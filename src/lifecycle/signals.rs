//! OS signal handling.

/// Resolve when the process is asked to stop (Ctrl+C, or SIGTERM on unix).
pub async fn wait_for_signal() {
    let ctrl_c = async {
        if let Err(e) = tokio::signal::ctrl_c().await {
            tracing::error!(error = %e, "Failed to listen for Ctrl+C");
            std::future::pending::<()>().await;
        }
    };

    #[cfg(unix)]
    let terminate = async {
        match tokio::signal::unix::signal(tokio::signal::unix::SignalKind::terminate()) {
            Ok(mut signal) => {
                signal.recv().await;
            }
            Err(e) => {
                tracing::error!(error = %e, "Failed to install SIGTERM handler");
                std::future::pending::<()>().await;
            }
        }
    };

    #[cfg(not(unix))]
    let terminate = std::future::pending::<()>();

    tokio::select! {
        _ = ctrl_c => tracing::info!("Ctrl+C received"),
        _ = terminate => tracing::info!("SIGTERM received"),
    }
}
//! Resilience subsystem.
//!
//! # Data Flow
//! ```text
//! External call (DNS lookup):
//!     → timeouts.rs (enforce per-call deadline)
//!     → On expiry: caller renders the failure for that item only
//! ```
//!
//! # Design Decisions
//! - Timeouts are non-negotiable; every external call has a deadline
//! - No retries: a failed lookup is reported, not repeated

pub mod timeouts;

pub use timeouts::with_deadline;
use clap::{Parser, Subcommand};
use reqwest::header::CONTENT_TYPE;
use serde_json::Value;

#[derive(Parser)]
#[command(name = "echo-cli")]
#[command(about = "Probe CLI for the echo server", long_about = None)]
struct Cli {
    #[arg(short, long, default_value = "http://localhost:9000")]
    url: String,

    #[command(subcommand)]
    command: Commands,
}

#[derive(Subcommand)]
enum Commands {
    /// Liveness check (/ping)
    Ping,
    /// Client address as seen by the server
    Ip,
    /// User agent as seen by the server
    Ua,
    /// Request headers as seen by the server
    Headers,
    /// Platform geolocation headers
    Loc,
    /// Server local time
    Date,
    /// Server Unix time
    Timestamp,
    /// Health status object
    Status,
    /// Cookies sent with the request
    Cookies,
    /// Ask the server to set a cookie
    SetCookie { name: String, value: String },
    /// Resolve a comma-separated domain list on the server
    Dns { domains: String },
    /// POST a body and see it echoed back
    Post { body: String },
    /// Request the 204 endpoint
    NoContent,
}

impl Commands {
    fn path(&self) -> String {
        match self {
            Commands::Ping => "/ping".into(),
            Commands::Ip => "/ip".into(),
            Commands::Ua => "/ua".into(),
            Commands::Headers => "/headers".into(),
            Commands::Loc => "/loc".into(),
            Commands::Date => "/date".into(),
            Commands::Timestamp => "/timestamp".into(),
            Commands::Status => "/check_status".into(),
            Commands::Cookies => "/cookies".into(),
            Commands::SetCookie { name, value } => format!("/cookie_set/{name}/{value}"),
            Commands::Dns { domains } => format!("/dns/{domains}"),
            Commands::Post { .. } => "/post".into(),
            Commands::NoContent => "/generate_204".into(),
        }
    }
}

#[tokio::main]
async fn main() -> Result<(), Box<dyn std::error::Error>> {
    let cli = Cli::parse();
    let client = reqwest::Client::new();
    let url = format!("{}{}", cli.url.trim_end_matches('/'), cli.command.path());

    let request = match cli.command {
        Commands::Post { body } => client.post(&url).body(body),
        _ => client.get(&url),
    };
    let res = request.send().await?;
    print_response(res).await?;

    Ok(())
}

async fn print_response(res: reqwest::Response) -> Result<(), Box<dyn std::error::Error>> {
    let status = res.status();
    for cookie in res.headers().get_all(reqwest::header::SET_COOKIE) {
        eprintln!("Set-Cookie: {}", cookie.to_str().unwrap_or("<binary>"));
    }

    let is_json = res
        .headers()
        .get(CONTENT_TYPE)
        .and_then(|v| v.to_str().ok())
        .is_some_and(|v| v.starts_with("application/json"));
    let text = res.text().await?;

    if !status.is_success() {
        eprintln!("Error: server returned status {}", status);
        if !text.is_empty() {
            eprintln!("Response: {}", text);
        }
        return Ok(());
    }

    if is_json {
        let json: Value = serde_json::from_str(&text)?;
        println!("{}", serde_json::to_string_pretty(&json)?);
    } else if text.is_empty() {
        println!("({})", status);
    } else {
        println!("{}", text);
    }
    Ok(())
}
● ● ● ● ●
_Problem to solve_
The whole of the material above should be given again exactly.

_Result of the exercise_
filename src/lifecycle/signals.rs
//! OS signal handling.

/// Resolve when the process is asked to stop (Ctrl+C, or SIGTERM on unix).
pub async fn wait_for_signal() {
    let ctrl_c = async {
        if let Err(e) = tokio::signal::ctrl_c().await {
            tracing::error!(error = %e, "Failed to listen for Ctrl+C");
            std::future::pending::<()>().await;
        }
    };

    #[cfg(unix)]
    let terminate = async {
        match tokio::signal::unix::signal(tokio::signal::unix::SignalKind::terminate()) {
            Ok(mut signal) => {
                signal.recv().await;
            }
            Err(e) => {
                tracing::error!(error = %e, "Failed to install SIGTERM handler");
                std::future::pending::<()>().await;
            }
        }
    };

    #[cfg(not(unix))]
    let terminate = std::future::pending::<()>();

    tokio::select! {
        _ = ctrl_c => tracing::info!("Ctrl+C received"),
        _ = terminate => tracing::info!("SIGTERM received"),
    }
}
//! Resilience subsystem.
//!
//! # Data Flow
//! ```text
//! External call (DNS lookup):
//!     → timeouts.rs (enforce per-call deadline)
//!     → On expiry: caller renders the failure for that item only
//! ```
//!
//! # Design Decisions
//! - Timeouts are non-negotiable; every external call has a deadline
//! - No retries: a failed lookup is reported, not repeated

pub mod timeouts;

pub use timeouts::with_deadline;
use clap::{Parser, Subcommand};
use reqwest::header::CONTENT_TYPE;
use serde_json::Value;

#[derive(Parser)]
#[command(name = "echo-cli")]
#[command(about = "Probe CLI for the echo server", long_about = None)]
struct Cli {
    #[arg(short, long, default_value = "http://localhost:9000")]
    url: String,

    #[command(subcommand)]
    command: Commands,
}

#[derive(Subcommand)]
enum Commands {
    /// Liveness check (/ping)
    Ping,
    /// Client address as seen by the server
    Ip,
    /// User agent as seen by the server
    Ua,
    /// Request headers as seen by the server
    Headers,
    /// Platform geolocation headers
    Loc,
    /// Server local time
    Date,
    /// Server Unix time
    Timestamp,
    /// Health status object
    Status,
    /// Cookies sent with the request
    Cookies,
    /// Ask the server to set a cookie
    SetCookie { name: String, value: String },
    /// Resolve a comma-separated domain list on the server
    Dns { domains: String },
    /// POST a body and see it echoed back
    Post { body: String },
    /// Request the 204 endpoint
    NoContent,
}

impl Commands {
    fn path(&self) -> String {
        match self {
            Commands::Ping => "/ping".into(),
            Commands::Ip => "/ip".into(),
            Commands::Ua => "/ua".into(),
            Commands::Headers => "/headers".into(),
            Commands::Loc => "/loc".into(),
            Commands::Date => "/date".into(),
            Commands::Timestamp => "/timestamp".into(),
            Commands::Status => "/check_status".into(),
            Commands::Cookies => "/cookies".into(),
            Commands::SetCookie { name, value } => format!("/cookie_set/{name}/{value}"),
            Commands::Dns { domains } => format!("/dns/{domains}"),
            Commands::Post { .. } => "/post".into(),
            Commands::NoContent => "/generate_204".into(),
        }
    }
}

#[tokio::main]
async fn main() -> Result<(), Box<dyn std::error::Error>> {
    let cli = Cli::parse();
    let client = reqwest::Client::new();
    let url = format!("{}{}", cli.url.trim_end_matches('/'), cli.command.path());

    let request = match cli.command {
        Commands::Post { body } => client.post(&url).body(body),
        _ => client.get(&url),
    };
    let res = request.send().await?;
    print_response(res).await?;

    Ok(())
}

async fn print_response(res: reqwest::Response) -> Result<(), Box<dyn std::error::Error>> {
    let status = res.status();
    for cookie in res.headers().get_all(reqwest::header::SET_COOKIE) {
        eprintln!("Set-Cookie: {}", cookie.to_str().unwrap_or("<binary>"));
    }

    let is_json = res
        .headers()
        .get(CONTENT_TYPE)
        .and_then(|v| v.to_str().ok())
        .is_some_and(|v| v.starts_with("application/json"));
    let text = res.text().await?;

    if !status.is_success() {
        eprintln!("Error: server returned status {}", status);
        if !text.is_empty() {
            eprintln!("Response: {}", text);
        }
        return Ok(());
    }

    if is_json {
        let json: Value = serde_json::from_str(&text)?;
        println!("{}", serde_json::to_string_pretty(&json)?);
    } else if text.is_empty() {
        println!("({})", status);
    } else {
        println!("{}", text);
    }
    Ok(())
}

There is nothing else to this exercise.